In 1914, at the start of World War I, Kornilov was appointed commander of the 48th Infantry Division, which saw combat in Galicia and the Carpathians. In 1915, he was promoted to the rank of major general. During heavy fighting, he was captured by the Austrians in April 1915, when his division became isolated from the rest of the Russian forces. After his capture, Field Marshal Conrad, the commander of the Austro-Hungarian Army, made a point of meeting him in person.
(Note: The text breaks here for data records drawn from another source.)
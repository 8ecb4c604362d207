use std::fs;
use std::path::Path;
use std::sync::atomic::{AtomicUsize, Ordering};

use pype::data::{Column, Data, DataSet, DataSetSource, InMemorySource};
use pype::error::SchemaViolation;
use pype::evaluate::{Evaluator, Metric, MetricGate};
use pype::experiment::{EXTRA_FILES_FILE, MODEL_CLASS_FILE, MODEL_FOLDER, PIPELINE_FILE};
use pype::logger::METRICS_FILE;
use pype::model::Estimator;
use pype::packaging::{DIGEST_FILE, REQUIREMENTS_FILE, verify_digests};
use pype::pipeline::ParameterTree;
use pype::registry::{Parameters, Registry};
use pype::serialiser::YamlSerialiser;
use pype::{Experiment, Inferencer, Model, Pipeline, PypeError};
use rand::rngs::StdRng;
use serde_json::{Value, json};
use tempfile::tempdir;

fn ints(values: impl IntoIterator<Item = i64>) -> InMemorySource {
    InMemorySource::new(Column::Int(values.into_iter().collect()))
}

fn mean_model(registry: &Registry, a: f64) -> Model {
    let mut params = Parameters::new();
    params.insert("a".into(), json!(a));
    Model::new(
        registry.estimators.factory("mean").unwrap(),
        params,
        vec!["x".into()],
        vec!["y".into()],
        0,
    )
    .unwrap()
}

fn experiment(folder: &Path, registry: &Registry, model: Model) -> pype::ExperimentBuilder {
    Experiment::builder(Pipeline::new(Vec::new()).unwrap(), model)
        .data_source(
            "train",
            DataSetSource::new().with("x", ints(0..10)).with("y", ints(0..10)),
        )
        .data_source(
            "test",
            DataSetSource::new().with("x", ints([10, 11])).with("y", ints([10, 11])),
        )
        .type_checkers(registry.type_checkers.clone())
        .output_folder(folder)
}

fn request(values: &[i64]) -> DataSet {
    let mut dataset = DataSet::new();
    dataset.insert("x", Column::Int(values.to_vec()));
    dataset
}

#[test]
fn mean_estimator_runs_end_to_end() {
    let temp = tempdir().unwrap();
    let registry = Registry::with_defaults();
    let mut run = experiment(temp.path(), &registry, mean_model(&registry, 3.0))
        .build()
        .unwrap();

    assert!(!run.is_completed());
    let metrics = run.run().unwrap();
    assert!(run.is_completed());
    assert!((metrics["test"]["mse"] - 9.25).abs() < 1e-9);
    assert!((metrics["train"]["mae"] - 3.4).abs() < 1e-9);

    let inferencer = Inferencer::from_experiment(run).unwrap();
    let predictions = inferencer.predict(request(&[10, 11])).unwrap();
    assert_eq!(
        predictions.get("y"),
        Some(&Data::Array(Column::Float(vec![7.5, 7.5])))
    );
}

#[test]
fn artifacts_reload_into_an_equivalent_inferencer() {
    let temp = tempdir().unwrap();
    let registry = Registry::with_defaults();
    let notes = temp.path().join("notes.txt");
    fs::write(&notes, "trained on integers").unwrap();
    let folder = temp.path().join("run");

    let mut run = experiment(&folder, &registry, mean_model(&registry, 3.0))
        .extra_files(vec![notes])
        .build()
        .unwrap();
    run.run().unwrap();

    for name in [
        MODEL_CLASS_FILE,
        PIPELINE_FILE,
        REQUIREMENTS_FILE,
        METRICS_FILE,
        DIGEST_FILE,
    ] {
        assert!(folder.join(name).is_file(), "missing {name}");
    }
    assert!(folder.join(MODEL_FOLDER).join("state").is_file());
    let listing: Value =
        serde_json::from_str(&fs::read_to_string(folder.join(EXTRA_FILES_FILE)).unwrap()).unwrap();
    assert_eq!(listing["paths"], json!(["extra_files/notes.txt"]));
    assert!(verify_digests(&folder).unwrap().is_empty());

    let in_memory = Inferencer::from_experiment(run).unwrap();
    let reloaded = Inferencer::from_folder(&folder, &registry).unwrap();
    assert_eq!(
        reloaded.predict(request(&[3, 4, 5])).unwrap(),
        in_memory.predict(request(&[3, 4, 5])).unwrap()
    );
    assert_eq!(reloaded.input_schema(), in_memory.input_schema());
}

#[test]
fn yaml_artifacts_are_detected_on_reload() {
    let temp = tempdir().unwrap();
    let registry = Registry::with_defaults();
    let mut run = experiment(temp.path(), &registry, mean_model(&registry, 0.0))
        .serialiser(Box::new(YamlSerialiser))
        .build()
        .unwrap();
    run.run().unwrap();

    let manifest = fs::read_to_string(temp.path().join(MODEL_CLASS_FILE)).unwrap();
    assert!(manifest.contains("kind: mean"));
    let reloaded = Inferencer::from_folder(temp.path(), &registry).unwrap();
    let response = reloaded.predict_json(&json!({"x": [1, 2]})).unwrap();
    assert_eq!(response, json!({"y": [4.5, 4.5]}));
}

#[test]
fn parameters_reconfigure_the_model_before_the_run() {
    let temp = tempdir().unwrap();
    let registry = Registry::with_defaults();
    let overrides = ParameterTree::from_flat([("model__a", json!(1.0))]).unwrap();
    let mut run = experiment(temp.path(), &registry, mean_model(&registry, 3.0))
        .parameters(overrides)
        .build()
        .unwrap();
    assert_eq!(run.model().hyperparameters()["a"], json!(1.0));
    run.run().unwrap();

    let logged: Value = serde_json::from_str(
        &fs::read_to_string(temp.path().join("parameters.json")).unwrap(),
    )
    .unwrap();
    assert_eq!(logged, json!({"model__a": 1.0}));
}

#[test]
fn failing_gate_aborts_before_artifacts_are_written() {
    let temp = tempdir().unwrap();
    let registry = Registry::with_defaults();
    let gate = MetricGate {
        label: Some("tight".into()),
        dataset: "test".into(),
        metric: "mse".into(),
        min: None,
        max: Some(0.5),
    };
    let mut run = experiment(temp.path(), &registry, mean_model(&registry, 3.0))
        .evaluator(Evaluator::new(vec![Metric::Mse]))
        .gates(vec![gate])
        .build()
        .unwrap();

    let err = run.run().unwrap_err();
    assert!(matches!(err, PypeError::GateFailed { label, .. } if label == "tight"));
    let logged: Value =
        serde_json::from_str(&fs::read_to_string(temp.path().join(METRICS_FILE)).unwrap()).unwrap();
    assert!((logged["test"]["mse"].as_f64().unwrap() - 9.25).abs() < 1e-9);
    assert!(!temp.path().join(MODEL_FOLDER).exists());
    assert_eq!(run.collector().snapshot().gate_failures, 1);
    assert!(Inferencer::from_experiment(run).is_err());
}

#[test]
fn experiments_need_a_train_source() {
    let temp = tempdir().unwrap();
    let registry = Registry::with_defaults();
    let err = Experiment::builder(Pipeline::new(Vec::new()).unwrap(), mean_model(&registry, 0.0))
        .data_source("test", DataSetSource::new().with("x", ints([1])))
        .output_folder(temp.path())
        .build()
        .unwrap_err();
    assert!(matches!(err, PypeError::Configuration(msg) if msg.contains("train")));
}

static SPY_PREDICTIONS: AtomicUsize = AtomicUsize::new(0);

#[derive(Debug)]
struct Spy;

impl Estimator for Spy {
    fn fit(&mut self, _inputs: &[&Data], _targets: &[&Data], _rng: &mut StdRng) -> pype::Result<()> {
        Ok(())
    }

    fn predict(&self, inputs: &[&Data]) -> pype::Result<Vec<Data>> {
        SPY_PREDICTIONS.fetch_add(1, Ordering::SeqCst);
        let rows = inputs[0].n_rows().unwrap_or(0);
        Ok(vec![Data::Array(Column::Float(vec![0.0; rows]))])
    }

    fn state(&self) -> pype::Result<Value> {
        Ok(Value::Null)
    }

    fn restore(&mut self, _state: Value) -> pype::Result<()> {
        Ok(())
    }
}

#[test]
fn invalid_requests_never_reach_the_model() {
    let temp = tempdir().unwrap();
    let mut registry = Registry::with_defaults();
    registry.estimators.register("spy", |_| Ok(Box::new(Spy)));
    let model = Model::new(
        registry.estimators.factory("spy").unwrap(),
        Parameters::new(),
        vec!["x".into()],
        vec!["y".into()],
        0,
    )
    .unwrap();
    let mut run = experiment(temp.path(), &registry, model).build().unwrap();
    run.run().unwrap();
    let inferencer = Inferencer::from_experiment(run).unwrap();

    let before = SPY_PREDICTIONS.load(Ordering::SeqCst);
    let err = inferencer.predict_json(&json!({"other": [1, 2]})).unwrap_err();
    assert!(err.is_schema_violation(), "{err}");
    let err = inferencer.predict_json(&json!({"x": ["a", "b"]})).unwrap_err();
    assert!(err.is_schema_violation(), "{err}");
    assert_eq!(SPY_PREDICTIONS.load(Ordering::SeqCst), before);

    inferencer.predict_json(&json!({"x": [1, 2]})).unwrap();
    assert_eq!(SPY_PREDICTIONS.load(Ordering::SeqCst), before + 1);
}

#[test]
fn strict_runs_reject_unknown_keys_on_both_request_paths() {
    let temp = tempdir().unwrap();
    let registry = Registry::with_defaults();
    let mut run = experiment(temp.path(), &registry, mean_model(&registry, 0.0))
        .strict(true)
        .build()
        .unwrap();
    run.run().unwrap();
    let inferencer = Inferencer::from_experiment(run).unwrap();

    let mut typed = request(&[1]);
    typed.insert("z", Column::Int(vec![5]));
    let err = inferencer.predict(typed).unwrap_err();
    assert!(matches!(
        err,
        PypeError::SchemaValidation(SchemaViolation::UnexpectedField { ref field }) if field == "z"
    ));
    let err = inferencer.predict_json(&json!({"x": [1], "z": [5]})).unwrap_err();
    assert!(err.is_schema_violation(), "{err}");
}

#[test]
fn lenient_runs_drop_unknown_keys_on_both_request_paths() {
    let temp = tempdir().unwrap();
    let registry = Registry::with_defaults();
    let mut run = experiment(temp.path(), &registry, mean_model(&registry, 0.0))
        .build()
        .unwrap();
    run.run().unwrap();
    let inferencer = Inferencer::from_experiment(run).unwrap();

    let mut typed = request(&[1]);
    typed.insert("z", Column::Int(vec![5]));
    let predictions = inferencer.predict(typed).unwrap();
    assert_eq!(predictions.keys().collect::<Vec<_>>(), vec!["y"]);
    let response = inferencer.predict_json(&json!({"x": [1], "z": [5]})).unwrap();
    assert_eq!(response, json!({"y": [4.5]}));
}

#[derive(Debug)]
struct NotANumber;

impl Estimator for NotANumber {
    fn fit(&mut self, _inputs: &[&Data], _targets: &[&Data], _rng: &mut StdRng) -> pype::Result<()> {
        Ok(())
    }

    fn predict(&self, inputs: &[&Data]) -> pype::Result<Vec<Data>> {
        let rows = inputs[0].n_rows().unwrap_or(0);
        Ok(vec![Data::Array(Column::Float(vec![f64::NAN; rows]))])
    }

    fn state(&self) -> pype::Result<Value> {
        Ok(Value::Null)
    }

    fn restore(&mut self, _state: Value) -> pype::Result<()> {
        Ok(())
    }
}

#[test]
fn nan_predictions_fail_loudly_at_the_json_boundary() {
    let temp = tempdir().unwrap();
    let mut registry = Registry::with_defaults();
    registry.estimators.register("nan", |_| Ok(Box::new(NotANumber)));
    let model = Model::new(
        registry.estimators.factory("nan").unwrap(),
        Parameters::new(),
        vec!["x".into()],
        vec!["y".into()],
        0,
    )
    .unwrap();
    let mut run = experiment(temp.path(), &registry, model)
        .evaluator(Evaluator::new(Vec::new()))
        .build()
        .unwrap();
    run.run().unwrap();
    let inferencer = Inferencer::from_experiment(run).unwrap();

    assert!(inferencer.predict(request(&[1])).is_ok());
    let err = inferencer.predict_json(&json!({"x": [1]})).unwrap_err();
    assert!(matches!(err, PypeError::Operator { ref operator, .. } if operator == "y"), "{err}");
}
As a major general, he was a high-value prisoner of war, but in July 1916 Kornilov managed to escape back to Russia and return to duty.

After the abdication of Tsar Nicholas II, he was given command of the Petrograd Military District in March 1917.[7] On 8 March, Kornilov placed the Empress Alexandra and her children under house arrest at the Alexander Palace (Nicholas was still held at Stavka), replacing the Tsar's Escort and Combined Regiments of the Imperial Guard with 300 revolutionary troops.[8] But when the Provisional Government declined to give him the authority he sought to deal with indiscipline, he was transferred at his request to command the Russian Eighth Army. His army inflicted a spectacular defeat on the Austrians, taking ten thousand prisoners - Russia's only notable military success in the year 1917 - though after five days, was forced to retreat. On 24 July, he was appointed commander of the southern front. A week later, he replaced Aleksei Brusilov as Supreme Commander-in-Chief of the Provisional Government's armed forces.

Kornilov Affair Edit

 
Kornilov and Deputy War Minister Boris Savinkov in Moscow on 25 August [O.S. 12 August] 1917

In the mass discontent following the July Days, the Russian populace grew highly skeptical about the Provisional Government's abilities to alleviate the economic distress and social resentment among the lower classes. Pavel Milyukov, the Kadet leader, describes the situation in Russia in late July as,

"Chaos in the army, chaos in foreign policy, chaos in industry and chaos in the nationalist questions".[1]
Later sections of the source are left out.